The second most successful job search method according to the Right Management study was to respond to ads on Internet job boards. In 2008 and 2009, Internet job boards accounted for 19 percent of successful job searches, rising to 25 percent in 2010. While only about half as successful as networking, this method is still an important tool in a successful job search strategy. To increase your chances of success, research which job boards are used most often by employers in the industry you want to work in.
Job Search Agencies
The third most successful job search method according to the Right Management study is to go through a job search agency. Job search agencies match the skills, interests and educational backgrounds of job seekers with potential employers to improve the odds of finding a good match. According to Right Management, this method accounted for 11 percent of successful searches in 2008, 9 percent in 2009 and 11 percent again in 2010. Although not as effective as networking or responding to job board listings, an agency can increase your chances of finding the right job.

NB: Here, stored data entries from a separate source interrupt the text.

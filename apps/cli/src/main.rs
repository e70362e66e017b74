//! Prospector CLI — company screening and ICP research tool.
//!
//! Screens candidate companies through a staged funnel and researches the
//! survivors into source-attributed business profiles.

mod commands;

use clap::Parser;
use color_eyre::eyre::Result;

use commands::Cli;

#[tokio::main]
async fn main() -> Result<()> {
    color_eyre::install()?;
    let cli = Cli::parse();
    commands::init_tracing(&cli);
    commands::run(cli).await
}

Career counselor Thomas J. Denham, in his "Ten Tips for an Effective Job Search," advises job seekers to approach companies directly whether they are known to be hiring or not. According to Right Management's study of job search methods, this approach accounted for 8 percent of successful job searches in 2008, 2009 and 2010. The University of Houston's Career Services center recommends approaching a person at the company who supervises people with similar skill sets as your own. If this person tells you the company isn't hiring, request an informational interview. If you impress the supervisor in this interview, you could get a call later when a position opens up.